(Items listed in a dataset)
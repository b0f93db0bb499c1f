mod activity;
mod run;

use std::path::PathBuf;
use std::time::Duration;

pub use activity::ActivityTracker;
pub use run::run_session;

/// Permission posture for spawned sessions.
#[derive(Debug, Clone, Copy, PartialEq, Eq)]
pub enum RunMode {
    /// Human-in-the-loop: the child keeps its normal permission prompts and
    /// the operator confirms between iterations.
    Hitl,
    /// Autonomous: permissions bypassed, no operator confirmation.
    Afk,
}

/// Operational knobs for one iteration's child process.
#[derive(Debug, Clone)]
pub struct SessionOpts {
    /// Child binary to invoke. Overridable for tests and nonstandard installs.
    pub claude_bin: String,
    pub model: String,
    pub mode: RunMode,
    pub internet: bool,
    /// Wall-clock budget for the whole iteration.
    pub hard_timeout: Duration,
    /// Maximum time with no output before the watchdog kills the child.
    pub idle_timeout: Duration,
    /// Directory receiving `iter-{n}.jsonl` and `iter-{n}.txt`.
    pub output_dir: PathBuf,
}

/// Live progress events emitted by the supervisor.
///
/// Carried over an unbounded channel so the core stays UI-agnostic; the CLI
/// renders them, other frontends may ignore them entirely.
#[derive(Debug, Clone)]
pub enum SessionEvent {
    /// Ticker while waiting for the child's first output.
    Connecting {
        elapsed: Duration,
        cumulative_cost: f64,
    },
    /// First output arrived; `init` is how long startup took.
    Connected { init: Duration },
    AssistantText(String),
    ToolStarted {
        description: String,
        active: Vec<String>,
    },
    ToolFinished { active: Vec<String> },
    /// Last stderr lines, sent once when the child exits non-zero.
    StderrTail(Vec<String>),
}

/// Map an exit status to a single code: `128 + signal` for signal deaths on
/// unix, so a killed child never looks like a success.
pub fn normalize_exit(status: std::process::ExitStatus) -> i32 {
    #[cfg(unix)]
    {
        use std::os::unix::process::ExitStatusExt;
        if let Some(code) = status.code() {
            code
        } else if let Some(sig) = status.signal() {
            128 + sig
        } else {
            1
        }
    }
    #[cfg(windows)]
    {
        status.code().unwrap_or(1)
    }
}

INSTRUCTIONS FOR THE TASK.
Lines from the one with "signal deaths on" through the last line above must be printed exactly; no other line is to appear.

SOLUTION TO THIS PROBLEM.
/// Map an exit status to a single code: `128 + signal` for signal deaths on
/// unix, so a killed child never looks like a success.
pub fn normalize_exit(status: std::process::ExitStatus) -> i32 {
    #[cfg(unix)]
    {
        use std::os::unix::process::ExitStatusExt;
        if let Some(code) = status.code() {
            code
        } else if let Some(sig) = status.signal() {
            128 + sig
        } else {
            1
        }
    }
    #[cfg(windows)]
    {
        status.code().unwrap_or(1)
    }
}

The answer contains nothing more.